- [Aim of the exercise] Report every line in the listing below where the string "JobSummary" shows up.
--------------------
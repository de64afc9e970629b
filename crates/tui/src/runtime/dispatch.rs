//! Action processing shared by the event loop and the test harness.

use tokio::sync::mpsc::Sender;

use crate::action::{Action, RedactedAction};
use crate::app::App;
use crate::runtime::side_effects::{SharedClient, TaskTracker, handle_side_effects};

/// Whether the event loop should keep running.
#[derive(Debug, Clone, Copy, PartialEq, Eq)]
pub enum Flow {
    Continue,
    Quit,
}

/// Apply `action` and every follow-up action it produces, running side effects for each.
pub async fn process_action(
    app: &mut App,
    action: Action,
    client: &SharedClient,
    tx: &Sender<Action>,
    task_tracker: &TaskTracker,
) -> Flow {
    let mut next = Some(action);
    while let Some(action) = next.take() {
        if matches!(action, Action::Quit) {
            return Flow::Quit;
        }
        if !matches!(action, Action::Tick) {
            tracing::info!("Handling action: {:?}", RedactedAction(&action));
        }

        next = app.update(action.clone());
        handle_side_effects(action, client.clone(), tx.clone(), task_tracker.clone()).await;
    }
    Flow::Continue
}
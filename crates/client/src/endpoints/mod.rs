//! Low-level HTTP endpoint functions for the Nomad API.
//!
//! Each function takes the `reqwest::Client`, the agent address, and the
//! request parameters explicitly so it can be exercised against a mock
//! server without constructing a [`crate::NomadClient`].

mod jobs;
mod request;

pub use jobs::list_jobs;
pub use request::{RetryPolicy, send_request_with_retry};

/// Header carrying the ACL token secret ID.
pub const TOKEN_HEADER: &str = "X-Nomad-Token";
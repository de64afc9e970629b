//! Action handling for the TUI app.
//!
//! Responsibilities:
//! - Apply actions to app state
//! - Hand back the follow-up action an update implies (a navigation or a fetch)
//!
//! Non-responsibilities:
//! - Does NOT perform side effects (see `runtime::side_effects`)

use std::sync::Arc;

use nomad_client::{ClientError, JobListStub};
use tracing::{debug, info, warn};

use crate::action::Action;
use crate::app::App;
use crate::route::Route;
use crate::ui::Toast;

impl App {
    /// Apply `action` and return the follow-up action, if any.
    pub fn update(&mut self, action: Action) -> Option<Action> {
        match action {
            Action::Quit | Action::Resize(..) | Action::LoadJobs { .. } | Action::SaveToken(_) => {
                None
            }
            Action::Input(key) => self.handle_input(key),
            Action::Tick => {
                self.toasts.retain(|t| !t.is_expired());
                None
            }
            Action::RefreshTick => {
                let due = self.auto_refresh && self.route == Route::Jobs && !self.loading;
                due.then(|| self.load_jobs())
            }
            Action::Visit(location) => self.visit(&location),
            Action::RefreshJobs => Some(self.load_jobs()),
            Action::JobsLoaded { request_id, result } => {
                self.on_jobs_loaded(request_id, result);
                None
            }
            Action::TokenSaved { has_token } => {
                self.connection.has_token = has_token;
                let message = if has_token {
                    "ACL token saved"
                } else {
                    "ACL token cleared"
                };
                self.toasts.push(Toast::success(message));
                Some(self.back_to_jobs())
            }
        }
    }

    fn on_jobs_loaded(
        &mut self,
        request_id: u64,
        result: Result<Vec<JobListStub>, Arc<ClientError>>,
    ) {
        if !self.is_latest_request(request_id) {
            debug!(request_id, "Discarding stale jobs response");
            return;
        }
        self.finish_request();

        match result {
            Ok(jobs) => {
                if self.jobs.set_jobs(jobs) {
                    info!("Pruned facet selections no longer offered");
                    self.toasts
                        .push(Toast::warning("Removed filters no longer offered"));
                }
            }
            Err(e) => {
                if e.is_forbidden() {
                    warn!("Jobs request was not authorized");
                } else {
                    self.toasts
                        .push(Toast::error(format!("Failed to load jobs: {e}")));
                }
                self.jobs.set_error(&e);
            }
        }
    }
}
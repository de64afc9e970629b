//! Job models for the Nomad jobs API.
//!
//! # What this module handles:
//! - The job list stub returned by `GET /v1/jobs`
//! - Derived presentation values (display type, task groups, namespace)
//!
//! # What this module does NOT handle:
//! - Full job specifications (`GET /v1/job/:id`)
//! - HTTP transport (see [`crate::endpoints::jobs`])

use serde::{Deserialize, Serialize};
use std::collections::BTreeMap;
use std::fmt;

use nomad_config::constants::DEFAULT_NAMESPACE;

/// Scheduler type of a job.
#[derive(Debug, Clone, Copy, Default, PartialEq, Eq, Hash, Serialize, Deserialize)]
#[serde(rename_all = "lowercase")]
pub enum JobType {
    Batch,
    #[default]
    Service,
    System,
    Sysbatch,
    #[serde(other)]
    Unknown,
}

impl JobType {
    pub fn as_str(self) -> &'static str {
        match self {
            Self::Batch => "batch",
            Self::Service => "service",
            Self::System => "system",
            Self::Sysbatch => "sysbatch",
            Self::Unknown => "unknown",
        }
    }
}

/// Lifecycle status of a job.
#[derive(Debug, Clone, Copy, Default, PartialEq, Eq, Hash, Serialize, Deserialize)]
#[serde(rename_all = "lowercase")]
pub enum JobStatus {
    #[default]
    Pending,
    Running,
    Dead,
    #[serde(other)]
    Unknown,
}

impl JobStatus {
    pub fn as_str(self) -> &'static str {
        match self {
            Self::Pending => "pending",
            Self::Running => "running",
            Self::Dead => "dead",
            Self::Unknown => "unknown",
        }
    }
}

impl fmt::Display for JobStatus {
    fn fmt(&self, f: &mut fmt::Formatter<'_>) -> fmt::Result {
        f.write_str(self.as_str())
    }
}

/// Allocation counts for one task group.
#[derive(Debug, Clone, Default, PartialEq, Eq, Serialize, Deserialize)]
#[serde(rename_all = "PascalCase", default)]
pub struct TaskGroupSummary {
    pub queued: u64,
    pub complete: u64,
    pub failed: u64,
    pub running: u64,
    pub starting: u64,
    pub lost: u64,
}

/// Per-task-group summary embedded in the job stub.
#[derive(Debug, Clone, Default, PartialEq, Eq, Serialize, Deserialize)]
#[serde(rename_all = "PascalCase")]
pub struct JobSummary {
    #[serde(default, deserialize_with = "crate::serde_helpers::null_as_default")]
    pub summary: BTreeMap<String, TaskGroupSummary>,
}

/// One entry of `GET /v1/jobs`.
#[derive(Debug, Clone, Default, PartialEq, Eq, Serialize, Deserialize)]
#[serde(rename_all = "PascalCase")]
pub struct JobListStub {
    #[serde(rename = "ID")]
    pub id: String,
    #[serde(rename = "ParentID", default)]
    pub parent_id: String,
    pub name: String,
    #[serde(default)]
    pub namespace: Option<String>,
    #[serde(rename = "Type", default)]
    pub job_type: JobType,
    #[serde(default)]
    pub priority: i32,
    #[serde(default)]
    pub periodic: bool,
    #[serde(default)]
    pub parameterized_job: bool,
    #[serde(default)]
    pub stop: bool,
    #[serde(default)]
    pub status: JobStatus,
    #[serde(default)]
    pub status_description: String,
    #[serde(default, deserialize_with = "crate::serde_helpers::null_as_default")]
    pub datacenters: Vec<String>,
    #[serde(default)]
    pub job_summary: Option<JobSummary>,
    #[serde(default)]
    pub create_index: u64,
    #[serde(default)]
    pub modify_index: u64,
    #[serde(default)]
    pub job_modify_index: u64,
    #[serde(default)]
    pub submit_time: i64,
}

impl JobListStub {
    /// Type label shown in the list: `periodic` wins over `parameterized`,
    /// which wins over the scheduler type.
    pub fn display_type(&self) -> &'static str {
        if self.periodic {
            "periodic"
        } else if self.parameterized_job {
            "parameterized"
        } else {
            self.job_type.as_str()
        }
    }

    /// Task group names in summary order.
    pub fn task_groups(&self) -> Vec<&str> {
        self.job_summary
            .as_ref()
            .map(|s| s.summary.keys().map(String::as_str).collect())
            .unwrap_or_default()
    }

    pub fn task_group_count(&self) -> usize {
        self.job_summary.as_ref().map_or(0, |s| s.summary.len())
    }

    /// Namespace of the job, treating a missing value as `default`.
    pub fn namespace_or_default(&self) -> &str {
        self.namespace
            .as_deref()
            .filter(|ns| !ns.is_empty())
            .unwrap_or(DEFAULT_NAMESPACE)
    }

    /// Dispatched and periodic child jobs carry their parent's id.
    pub fn is_child(&self) -> bool {
        !self.parent_id.is_empty()
    }
}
--------------------
- [Result for this exercise]
pub struct JobSummary {
    pub job_summary: Option<JobSummary>,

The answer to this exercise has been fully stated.